What you are asked to do >>
The required answer is each line in the entries below where "INTEGER" occurs.

Dataset items >>
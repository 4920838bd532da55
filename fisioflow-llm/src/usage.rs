//! Usage ledger: one append-only record per successful provider call.
//!
//! ```sql
//! CREATE TABLE usage_records (
//!     id          TEXT PRIMARY KEY,
//!     user_id     TEXT NOT NULL,
//!     provider    TEXT NOT NULL,
//!     task_type   TEXT NOT NULL,
//!     tokens_used INTEGER NOT NULL,
//!     cost        TEXT NOT NULL,
//!     created_at  TEXT NOT NULL
//! );
//! ```
//!
//! Records reach SQLite through a background writer so the caller's reply
//! never waits on disk; a crash loses at most the records still queued. The
//! rate window used for admission is kept in memory and seeded from the
//! table on startup.

use std::collections::{BTreeMap, HashMap, VecDeque};
use std::sync::Arc;

use chrono::{DateTime, Duration, Utc};
use fisioflow_store::codec::{decimal_to_sql, get_decimal, get_ts, ts_to_sql};
use fisioflow_store::{Clock, Connection, Database, params};
use parking_lot::Mutex;
use rust_decimal::Decimal;
use serde::{Deserialize, Serialize};
use tokio::runtime::Handle;
use tokio::sync::{mpsc, oneshot};
use tracing::{debug, error, info};
use uuid::Uuid;

use crate::error::LlmError;
use crate::types::TaskType;

const MIGRATIONS: &[&str] = &["CREATE TABLE IF NOT EXISTS usage_records (
        id          TEXT PRIMARY KEY,
        user_id     TEXT NOT NULL,
        provider    TEXT NOT NULL,
        task_type   TEXT NOT NULL,
        tokens_used INTEGER NOT NULL,
        cost        TEXT NOT NULL,
        created_at  TEXT NOT NULL
    );
    CREATE INDEX IF NOT EXISTS idx_usage_provider_time ON usage_records(provider, created_at);
    CREATE INDEX IF NOT EXISTS idx_usage_user_time ON usage_records(user_id, created_at);"];

const WRITE_BATCH: usize = 64;

/// One successful provider call.
#[derive(Debug, Clone, PartialEq, Serialize, Deserialize)]
pub struct UsageRecord {
    /// Record id.
    pub id: Uuid,
    /// Caller.
    pub user_id: String,
    /// Provider that answered.
    pub provider: String,
    /// Task classification of the request.
    pub task_type: TaskType,
    /// Tokens billed.
    pub tokens_used: u32,
    /// `tokens_used * cost_per_token`.
    pub cost: Decimal,
    /// When the call completed.
    pub created_at: DateTime<Utc>,
}

/// Aggregation window for [`UsageLedger::stats`]. Windows are trailing:
/// `Month` is the last 30 days.
#[derive(Debug, Clone, Copy, PartialEq, Eq, Serialize, Deserialize)]
#[serde(rename_all = "snake_case")]
pub enum UsageWindow {
    /// Last hour.
    Hour,
    /// Last 24 hours.
    Day,
    /// Last 30 days.
    Month,
}

impl UsageWindow {
    /// Window length.
    #[must_use]
    pub fn duration(self) -> Duration {
        match self {
            Self::Hour => Duration::hours(1),
            Self::Day => Duration::days(1),
            Self::Month => Duration::days(30),
        }
    }
}

/// Calls, tokens and cost for one bucket.
#[derive(Debug, Clone, Default, PartialEq, Eq, Serialize)]
pub struct UsageCounter {
    /// Successful calls.
    pub calls: u64,
    /// Tokens billed.
    pub tokens: u64,
    /// Summed cost.
    pub cost: Decimal,
}

impl UsageCounter {
    fn add(&mut self, tokens: u32, cost: Decimal) {
        self.calls += 1;
        self.tokens += u64::from(tokens);
        self.cost += cost;
    }
}

/// Aggregates over a window, optionally for one user.
#[derive(Debug, Clone, PartialEq, Serialize)]
pub struct UsageStats {
    /// Window queried.
    pub window: UsageWindow,
    /// Inclusive start of the window.
    pub since: DateTime<Utc>,
    /// User filter, if any.
    pub user_id: Option<String>,
    /// Every record in the window.
    pub total: UsageCounter,
    /// Per provider name.
    pub by_provider: BTreeMap<String, UsageCounter>,
    /// Per task type.
    pub by_task: BTreeMap<TaskType, UsageCounter>,
}

enum WriterMsg {
    Record(UsageRecord),
    Flush(oneshot::Sender<()>),
}

/// Usage ledger with an in-memory admission window.
pub struct UsageLedger {
    db: Arc<Database>,
    clock: Arc<dyn Clock>,
    window: Duration,
    recent: Mutex<HashMap<String, VecDeque<DateTime<Utc>>>>,
    writer: Option<mpsc::UnboundedSender<WriterMsg>>,
}

impl std::fmt::Debug for UsageLedger {
    fn fmt(&self, f: &mut std::fmt::Formatter<'_>) -> std::fmt::Result {
        f.debug_struct("UsageLedger")
            .field("window", &self.window)
            .field("async_writer", &self.writer.is_some())
            .finish_non_exhaustive()
    }
}

impl UsageLedger {
    /// Migrate the table, seed the rate window and start the writer.
    ///
    /// Inside a tokio runtime records are written in the background; outside
    /// one every record is written synchronously.
    ///
    /// # Errors
    /// [`LlmError::Store`] if migration or seeding fails.
    pub fn new(db: Arc<Database>, clock: Arc<dyn Clock>, window_secs: u64) -> Result<Self, LlmError> {
        db.migrate("llm_usage", MIGRATIONS)?;
        let window = Duration::seconds(i64::try_from(window_secs).unwrap_or(i64::MAX / 1_000));

        let since = clock.now() - window;
        let seeded = db.read(|conn| {
            let mut stmt =
                conn.prepare("SELECT provider, created_at FROM usage_records WHERE created_at >= ?1 ORDER BY created_at")?;
            let rows = stmt.query_map(params![ts_to_sql(&since)], |row| Ok((row.get::<_, String>(0)?, get_ts(row, 1)?)))?;
            let mut recent: HashMap<String, VecDeque<DateTime<Utc>>> = HashMap::new();
            for row in rows {
                let (provider, at) = row?;
                recent.entry(provider).or_default().push_back(at);
            }
            Ok::<_, LlmError>(recent)
        })?;

        let writer = Handle::try_current().ok().map(|handle| {
            let (tx, rx) = mpsc::unbounded_channel();
            handle.spawn(run_writer(Arc::clone(&db), rx));
            tx
        });

        Ok(Self {
            db,
            clock,
            window,
            recent: Mutex::new(seeded),
            writer,
        })
    }

    /// Successful calls to `provider` in the trailing window.
    #[must_use]
    pub fn current_usage(&self, provider: &str) -> u32 {
        let cutoff = self.clock.now() - self.window;
        let mut recent = self.recent.lock();
        let Some(times) = recent.get_mut(provider) else {
            return 0;
        };
        while times.front().is_some_and(|t| *t < cutoff) {
            times.pop_front();
        }
        u32::try_from(times.len()).unwrap_or(u32::MAX)
    }

    /// Record a successful call. Counts toward the rate window immediately;
    /// the row is persisted asynchronously when a writer is running.
    pub fn record(&self, user_id: &str, provider: &str, task_type: TaskType, tokens_used: u32, cost: Decimal) -> UsageRecord {
        let record = UsageRecord {
            id: Uuid::new_v4(),
            user_id: user_id.to_string(),
            provider: provider.to_string(),
            task_type,
            tokens_used,
            cost,
            created_at: self.clock.now(),
        };
        self.recent
            .lock()
            .entry(record.provider.clone())
            .or_default()
            .push_back(record.created_at);

        match &self.writer {
            Some(tx) => {
                if tx.send(WriterMsg::Record(record.clone())).is_err() {
                    error!(provider, "Usage writer stopped; record kept in memory only");
                }
            }
            None => {
                if let Err(e) = self.db.write(|tx| insert_batch(tx, std::slice::from_ref(&record))) {
                    error!(provider, error = %e, "Failed to persist usage record");
                }
            }
        }
        record
    }

    /// Wait until every record queued so far is on disk.
    pub async fn flush(&self) {
        let Some(tx) = &self.writer else { return };
        let (done, wait) = oneshot::channel();
        if tx.send(WriterMsg::Flush(done)).is_ok() {
            let _ = wait.await;
        }
    }

    /// Aggregate counters over `window`, optionally for one user. Flushes
    /// first so the caller sees its own calls.
    ///
    /// # Errors
    /// [`LlmError::Store`] on query failure.
    pub async fn stats(&self, user_id: Option<&str>, window: UsageWindow) -> Result<UsageStats, LlmError> {
        self.flush().await;
        let since = self.clock.now() - window.duration();
        let db = Arc::clone(&self.db);
        let user = user_id.map(str::to_string);
        let user_filter = user.clone();
        let records = tokio::task::spawn_blocking(move || db.read(|conn| load_since(conn, since, user_filter.as_deref())))
            .await
            .map_err(|e| LlmError::RequestFailed(format!("usage query task failed: {e}")))??;
        Ok(aggregate(window, since, user, &records))
    }

    /// Every persisted record, oldest first.
    ///
    /// # Errors
    /// [`LlmError::Store`] on query failure.
    pub fn records(&self) -> Result<Vec<UsageRecord>, LlmError> {
        self.db.read(|conn| load_since(conn, DateTime::<Utc>::MIN_UTC, None))
    }
}

async fn run_writer(db: Arc<Database>, mut rx: mpsc::UnboundedReceiver<WriterMsg>) {
    debug!("Usage writer started");
    while let Some(first) = rx.recv().await {
        let mut batch = Vec::new();
        let mut waiters = Vec::new();
        let mut next = Some(first);
        while let Some(msg) = next.take() {
            match msg {
                WriterMsg::Record(r) => batch.push(r),
                WriterMsg::Flush(done) => waiters.push(done),
            }
            if batch.len() < WRITE_BATCH {
                next = rx.try_recv().ok();
            }
        }

        if !batch.is_empty() {
            let db = Arc::clone(&db);
            let count = batch.len();
            let result = tokio::task::spawn_blocking(move || db.write(|tx| insert_batch(tx, &batch))).await;
            match result {
                Ok(Ok(())) => debug!(count, "Usage records persisted"),
                Ok(Err(e)) => error!(count, error = %e, "Failed to persist usage records"),
                Err(e) => error!(count, error = %e, "Usage writer task panicked"),
            }
        }
        for done in waiters {
            let _ = done.send(());
        }
    }
    info!("Usage writer stopped");
}

fn insert_batch(conn: &Connection, records: &[UsageRecord]) -> Result<(), LlmError> {
    let mut stmt = conn.prepare_cached(
        "INSERT INTO usage_records (id, user_id, provider, task_type, tokens_used, cost, created_at)
         VALUES (?1, ?2, ?3, ?4, ?5, ?6, ?7)",
    )?;
    for r in records {
        stmt.execute(params![
            r.id.to_string(),
            r.user_id,
            r.provider,
            r.task_type.as_str(),
            r.tokens_used,
            decimal_to_sql(&r.cost),
            ts_to_sql(&r.created_at),
        ])?;
    }
    Ok(())
}

fn load_since(conn: &Connection, since: DateTime<Utc>, user_id: Option<&str>) -> Result<Vec<UsageRecord>, LlmError> {
    let mut stmt = conn.prepare(
        "SELECT id, user_id, provider, task_type, tokens_used, cost, created_at
         FROM usage_records
         WHERE created_at >= ?1 AND (?2 IS NULL OR user_id = ?2)
         ORDER BY created_at, id",
    )?;
    let rows = stmt.query_map(params![ts_to_sql(&since), user_id], |row| {
        let id: String = row.get(0)?;
        let task: String = row.get(3)?;
        Ok(UsageRecord {
            id: id
                .parse()
                .map_err(|e| rusqlite::Error::FromSqlConversionFailure(0, rusqlite::types::Type::Text, Box::new(e)))?,
            user_id: row.get(1)?,
            provider: row.get(2)?,
            task_type: task
                .parse()
                .map_err(|e: String| rusqlite::Error::FromSqlConversionFailure(3, rusqlite::types::Type::Text, e.into()))?,
            tokens_used: row.get(4)?,
            cost: get_decimal(row, 5)?,
            created_at: get_ts(row, 6)?,
        })
    })?;
    rows.collect::<Result<Vec<_>, _>>().map_err(LlmError::from)
}

fn aggregate(window: UsageWindow, since: DateTime<Utc>, user_id: Option<String>, records: &[UsageRecord]) -> UsageStats {
    let mut stats = UsageStats {
        window,
        since,
        user_id,
        total: UsageCounter::default(),
        by_provider: BTreeMap::new(),
        by_task: BTreeMap::new(),
    };
    for r in records {
        stats.total.add(r.tokens_used, r.cost);
        stats.by_provider.entry(r.provider.clone()).or_default().add(r.tokens_used, r.cost);
        stats.by_task.entry(r.task_type).or_default().add(r.tokens_used, r.cost);
    }
    stats
}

Result >>
//!     tokens_used INTEGER NOT NULL,
        tokens_used INTEGER NOT NULL,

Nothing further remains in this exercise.